README.datacubetext/plain; charset=ISO-8859-1; name=README.datacubeDownload

Andrew Dunstan

andrew@dunslane.net

over 22 years ago

In reply to: sumit (#1)

Re: Patch for adding DATACUBE operator

I'm curious to know why you implement this as a union of queries, since,
unless my understanding is badly awry, you have all the information
necessary for the ALL rows by running the base (ie. without cube) query, Why
not just run that query and then add the ALL rows from examining the
results?

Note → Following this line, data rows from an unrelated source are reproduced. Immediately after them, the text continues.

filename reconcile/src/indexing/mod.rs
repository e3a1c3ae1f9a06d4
//! Search-term index derived from reconciled records.

mod pass;
mod search_terms;

pub use pass::{INDEX_TERMS_FIELD, IndexReport, index_records};
pub use search_terms::search_terms;
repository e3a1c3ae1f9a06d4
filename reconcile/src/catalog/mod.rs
//! Sources of canonical records.

mod base;
mod http;
mod memory;

pub use base::{CatalogSource, parse_records};
pub use http::HttpCatalog;
pub use memory::MemoryCatalog;
//! Catalog sync binary.
//!
//! Loads the configuration, initializes tracing and metrics, then runs one reconciliation of the
//! local record store against the reference catalog.

use ::config::shared::SyncerConfig;
use telemetry::metrics::init_metrics;
use telemetry::tracing::init_tracing;
use tracing::error;

use crate::config::load_syncer_config;
use crate::core::start_syncer_with_config;

mod config;
mod core;

fn main() -> anyhow::Result<()> {
    let syncer_config = load_syncer_config()?;

    let _log_flusher = init_tracing(env!("CARGO_BIN_NAME"))?;

    init_metrics(env!("CARGO_BIN_NAME"))?;

    tokio::runtime::Builder::new_multi_thread()
        .enable_all()
        .build()?
        .block_on(async_main(syncer_config))?;

    Ok(())
}

async fn async_main(syncer_config: SyncerConfig) -> anyhow::Result<()> {
    if let Err(err) = start_syncer_with_config(syncer_config).await {
        error!("{err}");
        return Err(err);
    }

    Ok(())
}
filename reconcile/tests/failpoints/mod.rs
mod commit_test;
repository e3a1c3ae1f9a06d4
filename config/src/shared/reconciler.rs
use serde::Deserialize;

use crate::shared::ValidationError;

/// Settings of one reconciliation run.
#[derive(Debug, Clone, Deserialize)]
#[serde(rename_all = "snake_case")]
pub struct ReconcilerConfig {
    /// Collection holding the local records.
    #[serde(default = "default_records_collection")]
    pub records_collection: String,
    /// Collection holding one fingerprint per canonical identifier.
    #[serde(default = "default_fingerprints_collection")]
    pub fingerprints_collection: String,
    /// Collection holding the search-term index.
    #[serde(default = "default_index_collection")]
    pub index_collection: String,
    /// Number of local records read per page.
    #[serde(default = "default_page_size")]
    pub page_size: usize,
    /// Computes and counts updates without writing them.
    #[serde(default)]
    pub dry_run: bool,
    /// Whether the search-term index pass runs after reconciliation.
    #[serde(default = "default_build_search_index")]
    pub build_search_index: bool,
    /// Identifier matching settings.
    #[serde(default)]
    pub matching: MatchingConfig,
    /// Field merge settings.
    #[serde(default)]
    pub merge: MergeConfig,
}

impl ReconcilerConfig {
    pub const DEFAULT_RECORDS_COLLECTION: &'static str = "cards";
    pub const DEFAULT_FINGERPRINTS_COLLECTION: &'static str = "sync_fingerprints";
    pub const DEFAULT_INDEX_COLLECTION: &'static str = "search_index";
    pub const DEFAULT_PAGE_SIZE: usize = 500;

    /// Validates the reconciliation settings.
    pub fn validate(&self) -> Result<(), ValidationError> {
        if self.page_size == 0 {
            return Err(ValidationError::InvalidFieldValue {
                field: "reconciler.page_size".to_string(),
                constraint: "must be greater than 0".to_string(),
            });
        }

        let collections = [
            ("reconciler.records_collection", &self.records_collection),
            ("reconciler.fingerprints_collection", &self.fingerprints_collection),
            ("reconciler.index_collection", &self.index_collection),
        ];
        for (field, collection) in collections {
            if collection.trim().is_empty() {
                return Err(ValidationError::InvalidFieldValue {
                    field: field.to_string(),
                    constraint: "must not be empty".to_string(),
                });
            }
        }

        Ok(())
    }
}

impl Default for ReconcilerConfig {
    fn default() -> Self {
        Self {
            records_collection: default_records_collection(),
            fingerprints_collection: default_fingerprints_collection(),
            index_collection: default_index_collection(),
            page_size: default_page_size(),
            dry_run: false,
            build_search_index: default_build_search_index(),
            matching: MatchingConfig::default(),
            merge: MergeConfig::default(),
        }
    }
}

/// Settings of the identifier matcher.
#[derive(Debug, Clone, Deserialize)]
#[serde(rename_all = "snake_case")]
pub struct MatchingConfig {
    /// Patterns recognizing a promo prefix at the start of a code, including its `/`.
    #[serde(default = "default_promo_patterns")]
    pub promo_patterns: Vec<String>,
    /// Requires intersecting set lists when both records carry sets.
    #[serde(default = "default_use_set_discriminator")]
    pub use_set_discriminator: bool,
}

impl Default for MatchingConfig {
    fn default() -> Self {
        Self {
            promo_patterns: default_promo_patterns(),
            use_set_discriminator: default_use_set_discriminator(),
        }
    }
}

/// Settings of the field merge resolver.
#[derive(Debug, Clone, Deserialize)]
#[serde(rename_all = "snake_case")]
pub struct MergeConfig {
    /// Keywords marking a local name as curated; such names are never overwritten.
    #[serde(default = "default_protected_keywords")]
    pub protected_keywords: Vec<String>,
    /// Prefixes of identifier codes contributed by other sources, e.g. reprints.
    #[serde(default = "default_extension_prefixes")]
    pub extension_prefixes: Vec<String>,
    /// Categories ordered before every other category.
    #[serde(default = "default_primary_categories")]
    pub primary_categories: Vec<String>,
}

impl Default for MergeConfig {
    fn default() -> Self {
        Self {
            protected_keywords: default_protected_keywords(),
            extension_prefixes: default_extension_prefixes(),
            primary_categories: default_primary_categories(),
        }
    }
}

fn default_records_collection() -> String {
    ReconcilerConfig::DEFAULT_RECORDS_COLLECTION.to_string()
}

fn default_fingerprints_collection() -> String {
    ReconcilerConfig::DEFAULT_FINGERPRINTS_COLLECTION.to_string()
}

fn default_index_collection() -> String {
    ReconcilerConfig::DEFAULT_INDEX_COLLECTION.to_string()
}

fn default_page_size() -> usize {
    ReconcilerConfig::DEFAULT_PAGE_SIZE
}

fn default_build_search_index() -> bool {
    true
}

fn default_promo_patterns() -> Vec<String> {
    vec![r"^PR-?\d+/".to_string()]
}

fn default_use_set_discriminator() -> bool {
    true
}

fn default_protected_keywords() -> Vec<String> {
    ["promo", "anniversary", "full art", "prerelease"]
        .into_iter()
        .map(str::to_string)
        .collect()
}

fn default_extension_prefixes() -> Vec<String> {
    vec!["Re-".to_string()]
}

fn default_primary_categories() -> Vec<String> {
    [
        "I", "II", "III", "IV", "V", "VI", "VII", "VIII", "IX", "X", "XI", "XII", "XIII", "XIV",
        "XV", "XVI",
    ]
    .into_iter()
    .map(str::to_string)
    .collect()
}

ISTM that would be more efficient, since the summary table is in
most real world situations likely to be far, far smaller than the base
table.

andrew

----- Original Message -----
From: "sumit" <sumit@gdit.iiit.net>
To: <pgsql-patches@postgresql.org>
Sent: Monday, June 30, 2003 6:04 AM
Subject: [PATCHES] Patch for adding DATACUBE operator

Hi!

We have added the CUBE operator for PostgreSQL. Please find the
attached patch.

Another thing to note is that the file datacube.c should
be placed in src/backend/tcop/ and datacube.h should be in src/include.

The syntax of the query is

SELECT <field list><aggregate list>
INTO <destination table>
FROM <table expression>
WHERE <search condition>
GROUP BY <aggregate list>
HAVING <search condition>
WITH CUBE;

An example along with the output is provided in the
README.datacube file. Kindly have a look. Let us know your response.

Srikanth M
Sumit Kumar Mukherjee

----------------------------------------------------------------------------
----

Show quoted text

---------------------------(end of broadcast)---------------------------
TIP 9: the planner will ignore your desire to choose an index scan if your
joining column's datatypes do not match

sumit

sumit@gdit.iiit.net

over 22 years ago

In reply to: Andrew Dunstan (#2)

Re: Patch for adding DATACUBE operator

Well, it is true that the information for the ALL rows is present
in the base query. But then adding the ALL rows directly after examining
the result, we think, is not as efficient as it sounds.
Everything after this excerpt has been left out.